▼
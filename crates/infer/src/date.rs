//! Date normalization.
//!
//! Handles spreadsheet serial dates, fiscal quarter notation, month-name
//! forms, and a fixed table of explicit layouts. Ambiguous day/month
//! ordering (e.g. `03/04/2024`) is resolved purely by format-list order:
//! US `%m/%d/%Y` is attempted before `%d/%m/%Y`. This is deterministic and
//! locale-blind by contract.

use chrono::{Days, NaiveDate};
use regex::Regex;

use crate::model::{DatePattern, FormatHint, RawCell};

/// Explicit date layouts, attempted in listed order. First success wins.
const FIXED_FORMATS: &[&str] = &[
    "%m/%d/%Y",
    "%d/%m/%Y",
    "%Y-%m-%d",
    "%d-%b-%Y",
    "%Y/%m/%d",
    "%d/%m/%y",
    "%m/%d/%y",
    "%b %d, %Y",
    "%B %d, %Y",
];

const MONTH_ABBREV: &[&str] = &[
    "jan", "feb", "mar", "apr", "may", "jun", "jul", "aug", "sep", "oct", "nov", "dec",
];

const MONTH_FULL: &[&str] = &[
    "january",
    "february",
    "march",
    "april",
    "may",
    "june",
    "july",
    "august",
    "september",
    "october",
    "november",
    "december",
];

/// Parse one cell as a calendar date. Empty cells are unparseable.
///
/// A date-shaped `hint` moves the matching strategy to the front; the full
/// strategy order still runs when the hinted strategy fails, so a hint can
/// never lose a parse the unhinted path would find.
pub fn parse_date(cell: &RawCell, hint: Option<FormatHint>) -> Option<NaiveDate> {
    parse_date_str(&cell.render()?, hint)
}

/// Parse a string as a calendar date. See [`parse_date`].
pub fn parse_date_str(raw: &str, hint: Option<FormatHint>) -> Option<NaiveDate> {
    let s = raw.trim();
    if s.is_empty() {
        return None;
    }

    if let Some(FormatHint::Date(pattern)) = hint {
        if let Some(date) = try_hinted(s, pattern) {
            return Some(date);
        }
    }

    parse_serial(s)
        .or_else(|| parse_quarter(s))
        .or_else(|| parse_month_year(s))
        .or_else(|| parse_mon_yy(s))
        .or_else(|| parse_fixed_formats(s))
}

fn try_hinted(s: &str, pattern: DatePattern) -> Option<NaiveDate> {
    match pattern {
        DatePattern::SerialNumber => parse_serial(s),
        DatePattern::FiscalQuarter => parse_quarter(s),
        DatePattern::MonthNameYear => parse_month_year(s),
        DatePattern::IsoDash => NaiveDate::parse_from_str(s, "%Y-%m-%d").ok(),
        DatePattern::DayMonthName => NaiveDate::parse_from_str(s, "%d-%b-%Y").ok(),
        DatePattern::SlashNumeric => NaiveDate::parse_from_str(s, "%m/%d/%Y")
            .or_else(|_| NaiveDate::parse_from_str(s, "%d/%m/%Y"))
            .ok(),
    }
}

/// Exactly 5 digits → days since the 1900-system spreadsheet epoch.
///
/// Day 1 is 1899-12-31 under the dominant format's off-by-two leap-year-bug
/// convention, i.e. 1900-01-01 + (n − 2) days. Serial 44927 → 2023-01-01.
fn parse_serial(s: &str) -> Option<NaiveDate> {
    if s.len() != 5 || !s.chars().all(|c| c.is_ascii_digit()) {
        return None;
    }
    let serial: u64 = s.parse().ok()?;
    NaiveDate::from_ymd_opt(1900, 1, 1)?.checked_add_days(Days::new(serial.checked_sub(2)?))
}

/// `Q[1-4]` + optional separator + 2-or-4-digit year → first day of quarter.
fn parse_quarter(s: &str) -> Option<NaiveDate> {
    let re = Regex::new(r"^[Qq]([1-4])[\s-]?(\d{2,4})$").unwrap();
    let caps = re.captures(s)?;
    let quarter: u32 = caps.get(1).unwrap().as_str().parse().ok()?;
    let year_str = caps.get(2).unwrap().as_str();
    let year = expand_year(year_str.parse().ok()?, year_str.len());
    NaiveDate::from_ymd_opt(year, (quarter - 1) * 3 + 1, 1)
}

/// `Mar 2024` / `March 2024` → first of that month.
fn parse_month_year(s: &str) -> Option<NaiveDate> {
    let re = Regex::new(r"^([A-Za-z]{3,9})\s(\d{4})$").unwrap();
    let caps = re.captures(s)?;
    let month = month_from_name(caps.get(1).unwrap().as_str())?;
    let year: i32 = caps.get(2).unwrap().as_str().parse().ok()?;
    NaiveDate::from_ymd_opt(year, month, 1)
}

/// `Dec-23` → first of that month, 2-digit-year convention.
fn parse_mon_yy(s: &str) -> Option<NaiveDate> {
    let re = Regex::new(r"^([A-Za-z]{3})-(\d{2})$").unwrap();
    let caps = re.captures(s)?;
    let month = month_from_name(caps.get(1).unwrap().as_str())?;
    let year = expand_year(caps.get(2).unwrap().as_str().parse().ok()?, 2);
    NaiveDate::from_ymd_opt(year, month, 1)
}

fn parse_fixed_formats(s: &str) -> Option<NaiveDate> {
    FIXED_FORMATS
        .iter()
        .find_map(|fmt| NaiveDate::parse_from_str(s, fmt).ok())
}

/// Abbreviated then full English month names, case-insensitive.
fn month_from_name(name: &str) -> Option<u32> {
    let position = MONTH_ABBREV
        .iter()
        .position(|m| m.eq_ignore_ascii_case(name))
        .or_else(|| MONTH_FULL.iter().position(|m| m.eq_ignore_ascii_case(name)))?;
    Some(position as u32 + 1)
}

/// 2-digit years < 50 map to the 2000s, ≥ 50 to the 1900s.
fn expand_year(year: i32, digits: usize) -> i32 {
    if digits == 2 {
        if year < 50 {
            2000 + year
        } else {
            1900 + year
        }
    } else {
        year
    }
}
▲
» **PROBLEM**
For every entry above, give it back exactly as written.

» **WRITTEN ANSWER**
filename crates/infer/src/date.rs
//! Date normalization.
//!
//! Handles spreadsheet serial dates, fiscal quarter notation, month-name
//! forms, and a fixed table of explicit layouts. Ambiguous day/month
//! ordering (e.g. `03/04/2024`) is resolved purely by format-list order:
//! US `%m/%d/%Y` is attempted before `%d/%m/%Y`. This is deterministic and
//! locale-blind by contract.

use chrono::{Days, NaiveDate};
use regex::Regex;

use crate::model::{DatePattern, FormatHint, RawCell};

/// Explicit date layouts, attempted in listed order. First success wins.
const FIXED_FORMATS: &[&str] = &[
    "%m/%d/%Y",
    "%d/%m/%Y",
    "%Y-%m-%d",
    "%d-%b-%Y",
    "%Y/%m/%d",
    "%d/%m/%y",
    "%m/%d/%y",
    "%b %d, %Y",
    "%B %d, %Y",
];

const MONTH_ABBREV: &[&str] = &[
    "jan", "feb", "mar", "apr", "may", "jun", "jul", "aug", "sep", "oct", "nov", "dec",
];

const MONTH_FULL: &[&str] = &[
    "january",
    "february",
    "march",
    "april",
    "may",
    "june",
    "july",
    "august",
    "september",
    "october",
    "november",
    "december",
];

/// Parse one cell as a calendar date. Empty cells are unparseable.
///
/// A date-shaped `hint` moves the matching strategy to the front; the full
/// strategy order still runs when the hinted strategy fails, so a hint can
/// never lose a parse the unhinted path would find.
pub fn parse_date(cell: &RawCell, hint: Option<FormatHint>) -> Option<NaiveDate> {
    parse_date_str(&cell.render()?, hint)
}

/// Parse a string as a calendar date. See [`parse_date`].
pub fn parse_date_str(raw: &str, hint: Option<FormatHint>) -> Option<NaiveDate> {
    let s = raw.trim();
    if s.is_empty() {
        return None;
    }

    if let Some(FormatHint::Date(pattern)) = hint {
        if let Some(date) = try_hinted(s, pattern) {
            return Some(date);
        }
    }

    parse_serial(s)
        .or_else(|| parse_quarter(s))
        .or_else(|| parse_month_year(s))
        .or_else(|| parse_mon_yy(s))
        .or_else(|| parse_fixed_formats(s))
}

fn try_hinted(s: &str, pattern: DatePattern) -> Option<NaiveDate> {
    match pattern {
        DatePattern::SerialNumber => parse_serial(s),
        DatePattern::FiscalQuarter => parse_quarter(s),
        DatePattern::MonthNameYear => parse_month_year(s),
        DatePattern::IsoDash => NaiveDate::parse_from_str(s, "%Y-%m-%d").ok(),
        DatePattern::DayMonthName => NaiveDate::parse_from_str(s, "%d-%b-%Y").ok(),
        DatePattern::SlashNumeric => NaiveDate::parse_from_str(s, "%m/%d/%Y")
            .or_else(|_| NaiveDate::parse_from_str(s, "%d/%m/%Y"))
            .ok(),
    }
}

/// Exactly 5 digits → days since the 1900-system spreadsheet epoch.
///
/// Day 1 is 1899-12-31 under the dominant format's off-by-two leap-year-bug
/// convention, i.e. 1900-01-01 + (n − 2) days. Serial 44927 → 2023-01-01.
fn parse_serial(s: &str) -> Option<NaiveDate> {
    if s.len() != 5 || !s.chars().all(|c| c.is_ascii_digit()) {
        return None;
    }
    let serial: u64 = s.parse().ok()?;
    NaiveDate::from_ymd_opt(1900, 1, 1)?.checked_add_days(Days::new(serial.checked_sub(2)?))
}

/// `Q[1-4]` + optional separator + 2-or-4-digit year → first day of quarter.
fn parse_quarter(s: &str) -> Option<NaiveDate> {
    let re = Regex::new(r"^[Qq]([1-4])[\s-]?(\d{2,4})$").unwrap();
    let caps = re.captures(s)?;
    let quarter: u32 = caps.get(1).unwrap().as_str().parse().ok()?;
    let year_str = caps.get(2).unwrap().as_str();
    let year = expand_year(year_str.parse().ok()?, year_str.len());
    NaiveDate::from_ymd_opt(year, (quarter - 1) * 3 + 1, 1)
}

/// `Mar 2024` / `March 2024` → first of that month.
fn parse_month_year(s: &str) -> Option<NaiveDate> {
    let re = Regex::new(r"^([A-Za-z]{3,9})\s(\d{4})$").unwrap();
    let caps = re.captures(s)?;
    let month = month_from_name(caps.get(1).unwrap().as_str())?;
    let year: i32 = caps.get(2).unwrap().as_str().parse().ok()?;
    NaiveDate::from_ymd_opt(year, month, 1)
}

/// `Dec-23` → first of that month, 2-digit-year convention.
fn parse_mon_yy(s: &str) -> Option<NaiveDate> {
    let re = Regex::new(r"^([A-Za-z]{3})-(\d{2})$").unwrap();
    let caps = re.captures(s)?;
    let month = month_from_name(caps.get(1).unwrap().as_str())?;
    let year = expand_year(caps.get(2).unwrap().as_str().parse().ok()?, 2);
    NaiveDate::from_ymd_opt(year, month, 1)
}

fn parse_fixed_formats(s: &str) -> Option<NaiveDate> {
    FIXED_FORMATS
        .iter()
        .find_map(|fmt| NaiveDate::parse_from_str(s, fmt).ok())
}

/// Abbreviated then full English month names, case-insensitive.
fn month_from_name(name: &str) -> Option<u32> {
    let position = MONTH_ABBREV
        .iter()
        .position(|m| m.eq_ignore_ascii_case(name))
        .or_else(|| MONTH_FULL.iter().position(|m| m.eq_ignore_ascii_case(name)))?;
    Some(position as u32 + 1)
}

/// 2-digit years < 50 map to the 2000s, ≥ 50 to the 1900s.
fn expand_year(year: i32, digits: usize) -> i32 {
    if digits == 2 {
        if year < 50 {
            2000 + year
        } else {
            1900 + year
        }
    } else {
        year
    }
}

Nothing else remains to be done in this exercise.